作者: Huo, Caiyun 1 ; Huang, Dandan 1 ; Ma, Zhihong 2 ; Li, Guiping 1 ; Li, Tieliang 2 ; Lin, Wutong 1 ; Jiang, Na 2 ; Xing, Wei 2 ; Xu, Guanling 2 ; Yu, Huanhuan 2 ; Luo, Lin 2 ; Sun, Huiling 1 ;

作者机构: 1.Beijing Acad Agr & Forestry Sci, Inst Anim Husb & Vet Med, Beijing Key Lab Prevent & Control Infect Dis Lives, 9 Shuguang Huayuan Zhonglu, Beijing 100097, Peoples R China

2.Beijing Acad Agr & Forestry Sci, Beijing Fisheries Res Inst, 18 Jiaomen Rd, Beijing 100068, Peoples R China

关键词: infectious hematopoietic necrosis virus; G gene; DNA vaccine; genogroup U; cross-immune protection

期刊名称:VIRUSES-BASEL ( 2021影响因子:5.818; 五年影响因子:5.811 )

ISSN:

年卷期: 2022 年 14 卷 12 期

页码:

收录情况: SCI

摘要: Infectious hematopoietic necrosis virus (IHNV) is the most important pathogen threatening the aquaculture of salmonid fish in China. In addition to the common genogroup J IHNV, genogroup U has been newly discovered in China. However, there is no effective DNA vaccine to fight against this emerging genogroup U IHNV in China. In this study, DNA vaccines encoding the IHNV viral glycoprotein (G) gene of the GS2014 (genogroup J) and BjLL (genogroup U) strains isolated from northern China were successfully developed, which were identified by restriction analysis and IFA. The expression of the Mx-1 gene and G gene in the spleens and muscles of the injection site as well as the titers of the serum antibodies were measured to evaluate the vaccine efficacy by RT-qPCR and ELISA. We found that DNA vaccine immunization could activate Mx1 gene expression and upregulate G gene expression, and the mRNA levels of the Mx1 gene in the muscles were significantly higher than those in the spleens.

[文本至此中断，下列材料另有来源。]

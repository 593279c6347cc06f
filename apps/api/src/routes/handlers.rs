use axum::{
    extract::{Path, Query, State},
    http::StatusCode,
    Json,
};
use serde::{Deserialize, Serialize};
use std::sync::Arc;
use uuid::Uuid;

use crate::catalog::{catalog, Catalog};
use crate::errors::AppError;
use crate::models::report::{CourseRequirements, UniversityCourse, WhatIfScenario};
use crate::orchestrator::reveal::Stage;
use crate::orchestrator::view::SessionView;
use crate::orchestrator::{lookup_requirements, Orchestrator};
use crate::state::AppState;

#[derive(Debug, Serialize)]
#[serde(rename_all = "camelCase")]
pub struct SessionCreated {
    pub session_id: Uuid,
}

#[derive(Debug, Deserialize)]
pub struct AnalysisRequest {
    pub subjects: Vec<String>,
}

#[derive(Debug, Deserialize)]
pub struct RevealRequest {
    pub stage: Stage,
}

#[derive(Debug, Deserialize)]
pub struct CoursesQuery {
    #[serde(default)]
    pub university: String,
}

#[derive(Debug, Deserialize)]
pub struct WhatIfRequest {
    pub replace: String,
    pub with: String,
}

#[derive(Debug, Deserialize)]
pub struct PromoteRequest {
    pub scenario: WhatIfScenario,
}

#[derive(Debug, Serialize)]
pub struct SnapshotStatus {
    pub exists: bool,
}

#[derive(Debug, Deserialize)]
pub struct RequirementsRequest {
    pub course: String,
    pub university: String,
}

/// A session that already exists. Read paths never create one.
async fn live_session(state: &AppState, id: Uuid) -> Result<Arc<Orchestrator>, AppError> {
    state
        .sessions
        .get(id)
        .await
        .ok_or_else(|| AppError::NotFound(format!("Session {id} not found")))
}

/// GET /api/v1/catalog
pub async fn handle_catalog() -> Json<Catalog> {
    Json(catalog())
}

/// POST /api/v1/sessions
pub async fn handle_create_session(
    State(state): State<AppState>,
) -> (StatusCode, Json<SessionCreated>) {
    let session_id = state.sessions.create().await;
    (StatusCode::CREATED, Json(SessionCreated { session_id }))
}

/// GET /api/v1/sessions/:id
pub async fn handle_get_session(
    State(state): State<AppState>,
    Path(id): Path<Uuid>,
) -> Result<Json<SessionView>, AppError> {
    let session = live_session(&state, id).await?;
    Ok(Json(session.view().await))
}

/// POST /api/v1/sessions/:id/analysis
pub async fn handle_start_analysis(
    State(state): State<AppState>,
    Path(id): Path<Uuid>,
    Json(req): Json<AnalysisRequest>,
) -> Result<Json<SessionView>, AppError> {
    let session = state.sessions.get_or_create(id).await;
    session.start_analysis(&req.subjects).await?;
    Ok(Json(session.view().await))
}

/// POST /api/v1/sessions/:id/reveal
pub async fn handle_reveal(
    State(state): State<AppState>,
    Path(id): Path<Uuid>,
    Json(req): Json<RevealRequest>,
) -> Result<Json<SessionView>, AppError> {
    let session = live_session(&state, id).await?;
    session.reveal_next(req.stage).await?;
    Ok(Json(session.view().await))
}

/// GET /api/v1/sessions/:id/courses?university=
pub async fn handle_courses(
    State(state): State<AppState>,
    Path(id): Path<Uuid>,
    Query(params): Query<CoursesQuery>,
) -> Result<Json<Vec<UniversityCourse>>, AppError> {
    let session = live_session(&state, id).await?;
    let courses = session.fetch_courses_for(&params.university).await?;
    Ok(Json(courses))
}

/// POST /api/v1/sessions/:id/what-if
pub async fn handle_what_if(
    State(state): State<AppState>,
    Path(id): Path<Uuid>,
    Json(req): Json<WhatIfRequest>,
) -> Result<Json<WhatIfScenario>, AppError> {
    let session = live_session(&state, id).await?;
    let scenario = session.run_what_if(&req.replace, &req.with).await?;
    Ok(Json(scenario))
}

/// POST /api/v1/sessions/:id/what-if/promote
pub async fn handle_promote(
    State(state): State<AppState>,
    Path(id): Path<Uuid>,
    Json(req): Json<PromoteRequest>,
) -> Result<Json<SessionView>, AppError> {
    let session = state.sessions.get_or_create(id).await;
    session.promote_scenario(&req.scenario).await?;
    Ok(Json(session.view().await))
}

/// GET /api/v1/sessions/:id/snapshot
pub async fn handle_snapshot_status(
    State(state): State<AppState>,
    Path(id): Path<Uuid>,
) -> Result<Json<SnapshotStatus>, AppError> {
    let session = state.sessions.get_or_create(id).await;
    let exists = session.has_snapshot().await?;
    Ok(Json(SnapshotStatus { exists }))
}

/// POST /api/v1/sessions/:id/snapshot
pub async fn handle_save_snapshot(
    State(state): State<AppState>,
    Path(id): Path<Uuid>,
) -> Result<StatusCode, AppError> {
    let session = live_session(&state, id).await?;
    session.save_snapshot().await?;
    Ok(StatusCode::NO_CONTENT)
}

/// POST /api/v1/sessions/:id/snapshot/load
pub async fn handle_load_snapshot(
    State(state): State<AppState>,
    Path(id): Path<Uuid>,
) -> Result<Json<SessionView>, AppError> {
    let session = state.sessions.get_or_create(id).await;
    Ok(Json(session.load_snapshot().await?))
}

/// POST /api/v1/requirements
pub async fn handle_requirements(
    State(state): State<AppState>,
    Json(req): Json<RequirementsRequest>,
) -> Result<Json<CourseRequirements>, AppError> {
    let found = lookup_requirements(state.sessions.gateway(), &req.course, &req.university).await?;
    Ok(Json(found))
}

Notably, DNA vaccine immunization might not promote the serum antibody in fish at the early stage of immunization. Furthermore, the efficacy of the constructed vaccines was tested in intra- and cross-genogroup challenges by a viral challenge in vivo. It seemed that the DNA vaccines were able to provide great immune protection against IHNV infection. In addition, the genogroup J IHNV-G DNA vaccine showed better immune efficacy than the genogroup U IHNV-G or divalent vaccine, which could provide cross-immune protection against the genogroup U IHNV challenge. Therefore, this is the first study to construct an IHNV DNA vaccine using the G gene from an emerging genogroup U IHNV strain in China. The results provide great insight into the advances of new prophylactic strategies to fight both the genogroup J and U IHNV in China.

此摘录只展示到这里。